Glossary

Glossary for Gene Expression Profiling and Genotyping Terms

Allele

One of two or more alternative forms of a gene or marker sequence and differing from other alleles at one or more mutational sites based on phenotype or sequence. Polymorphisms are included in this definition.

ANOVA

Analysis of variance. A statistical test for determining differences in mean values between two or more groups.

α-value

The nominal probability (set by the investigator) of making a type 1 error.

Bayesian probability

The probability of a proposition being true, which is conditional on the observed data.

Bonferroni correction

A family-wise error rate (FWER) control procedure that sets the α-value level for each test and strongly controls the FWER for any dependency structure among the tests.

Box plots

Box plots present various statistics for a given data set. The plots consist of boxes with a central line and two tails.
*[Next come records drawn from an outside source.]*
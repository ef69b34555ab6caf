// ============================================================================
// Configuration
// ============================================================================
// Paramètres de la console : URL de l'API, nom de la variable portant le
// token, pagination, cadence de rafraîchissement des notifications.
//
// Ordre de priorité :
// 1. Valeurs par défaut
// 2. Fichier ~/.config/lazyadmin/config.toml (s'il existe)
// 3. Variables d'environnement LAZYADMIN_*
// ============================================================================

use std::path::{Path, PathBuf};

use anyhow::{Context, Result};
use serde::Deserialize;
use tracing::{debug, info, warn};

/// Nom du dossier de l'application (config, données, token)
const APP_DIR: &str = "lazyadmin";

/// Configuration de la console
#[derive(Debug, Clone, PartialEq, Deserialize)]
#[serde(default)]
pub struct Config {
    /// URL de base de l'API (ex: "https://api.example.com/api")
    pub api_base_url: String,

    /// Nom de la variable d'environnement contenant le token
    /// (équivalent du nom du cookie d'authentification côté web)
    pub token_env: String,

    /// Fichier de token ; par défaut <data_dir>/lazyadmin/token
    pub token_file: Option<PathBuf>,

    /// Nombre de lignes par page dans les tableaux
    pub per_page: usize,

    /// Intervalle de rafraîchissement du compteur de notifications non lues
    pub unread_refresh_secs: u64,

    /// Timeout des requêtes HTTP
    pub request_timeout_secs: u64,
}

impl Default for Config {
    fn default() -> Self {
        Self {
            api_base_url: "http://localhost:8000/api".to_string(),
            token_env: "LAZYADMIN_TOKEN".to_string(),
            token_file: None,
            per_page: 15,
            unread_refresh_secs: 30,
            request_timeout_secs: 15,
        }
    }
}

impl Config {
    /// Emplacement par défaut du fichier de configuration
    pub fn default_path() -> Option<PathBuf> {
        dirs::config_dir().map(|dir| dir.join(APP_DIR).join("config.toml"))
    }

    /// Charge la configuration complète (fichier + environnement)
    pub fn load() -> Result<Config> {
        let config = match Self::default_path() {
            Some(path) => Self::from_file(&path)?,
            None => {
                warn!("No config directory on this platform, using defaults");
                Config::default()
            }
        };

        Ok(config.with_env_overrides(|name| std::env::var(name).ok()))
    }

    /// Lit un fichier TOML ; un fichier absent donne la configuration par défaut
    pub fn from_file(path: &Path) -> Result<Config> {
        if !path.exists() {
            debug!(?path, "Config file not found, using defaults");
            return Ok(Config::default());
        }

        let content = std::fs::read_to_string(path)
            .with_context(|| format!("Échec de la lecture de {}", path.display()))?;

        let config: Config = toml::from_str(&content)
            .with_context(|| format!("Fichier de configuration invalide : {}", path.display()))?;

        info!(?path, "Config loaded");
        Ok(config)
    }

    /// Applique les variables LAZYADMIN_* par-dessus la configuration
    ///
    /// CONCEPT RUST : Closure en paramètre
    /// - `lookup` abstrait std::env::var, ce qui rend la fonction testable
    pub fn with_env_overrides<F>(mut self, lookup: F) -> Config
    where
        F: Fn(&str) -> Option<String>,
    {
        if let Some(url) = lookup("LAZYADMIN_API_URL") {
            self.api_base_url = url;
        }

        if let Some(name) = lookup("LAZYADMIN_TOKEN_ENV") {
            self.token_env = name;
        }

        if let Some(path) = lookup("LAZYADMIN_TOKEN_FILE") {
            self.token_file = Some(PathBuf::from(path));
        }

        if let Some(per_page) = lookup("LAZYADMIN_PER_PAGE") {
            match per_page.parse::<usize>() {
                Ok(value) if value > 0 => self.per_page = value,
                _ => warn!(value = %per_page, "Ignoring invalid LAZYADMIN_PER_PAGE"),
            }
        }

        self
    }

    /// Chemin du fichier de token de session
    pub fn token_path(&self) -> Option<PathBuf> {
        self.token_file
            .clone()
            .or_else(|| dirs::data_dir().map(|dir| dir.join(APP_DIR).join("token")))
    }
}

// ============================================================================
// Tests unitaires
// ============================================================================

#[cfg(test)]
mod tests {
    use super::*;
    use std::io::Write;

    #[test]
    fn test_missing_file_gives_defaults() {
        let dir = tempfile::tempdir().unwrap();
        let config = Config::from_file(&dir.path().join("nope.toml")).unwrap();
        assert_eq!(config, Config::default());
    }

    #[test]
    fn test_partial_file() {
        let mut file = tempfile::NamedTempFile::new().unwrap();
        writeln!(file, "api_base_url = \"https://admin.example.com/api\"").unwrap();
        writeln!(file, "per_page = 50").unwrap();

        let config = Config::from_file(file.path()).unwrap();
        assert_eq!(config.api_base_url, "https://admin.example.com/api");
        assert_eq!(config.per_page, 50);
        assert_eq!(config.token_env, "LAZYADMIN_TOKEN");
    }

    #[test]
    fn test_invalid_file_is_an_error() {
        let mut file = tempfile::NamedTempFile::new().unwrap();
        writeln!(file, "per_page = \"many\"").unwrap();
        assert!(Config::from_file(file.path()).is_err());
    }

    #[test]
    fn test_env_overrides() {
        let config = Config::default().with_env_overrides(|name| match name {
            "LAZYADMIN_API_URL" => Some("http://10.0.0.1/api".to_string()),
            "LAZYADMIN_PER_PAGE" => Some("0".to_string()),
            _ => None,
        });

        assert_eq!(config.api_base_url, "http://10.0.0.1/api");
        // 0 est invalide : la valeur par défaut est conservée
        assert_eq!(config.per_page, 15);
    }
}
The central line represents the median of the data, whereas the tails represent the upper (seventy-fifth percentile) and lower quartile (twenty-fifth percentile). Such plots are often used in describing the range of log ratios that is associated with replicate spots.

Case

In a microarray experiment, a case is the biological unit under study; for example, one soybean, one mouse or one human.

Detection Call

A qualitative value that suggests a level of confidence in the signal calculated for that probe. For some platforms, the detection call reflects the quality of the nucleic acid spot on the microarray, similar to Flag/No Flag scores. On other platforms the detection call reflects the abundance of the target transcript or the concordance of results between multiple probes in a probe set, similar to Absent/Present calls. While the final detection call is qualitative, it is usually based on quantitative assessments and complex statistics.

Experiment

The complete set of microarray hybridizations performed as an experiment for a common purpose. Here we take experiment to mean an observational or perturbing study. An experiment will be often equivalent to a project.

External RNA Control

An RNA species added to a biological sample during processing for the purpose of assessing technical performance of a gene expression assay. Different external RNA controls may be used to monitor different processes. In microarray research, external RNA controls may be added to total RNA to assess the initial enzymatic processes or to the labeled cRNA to assess hybridization.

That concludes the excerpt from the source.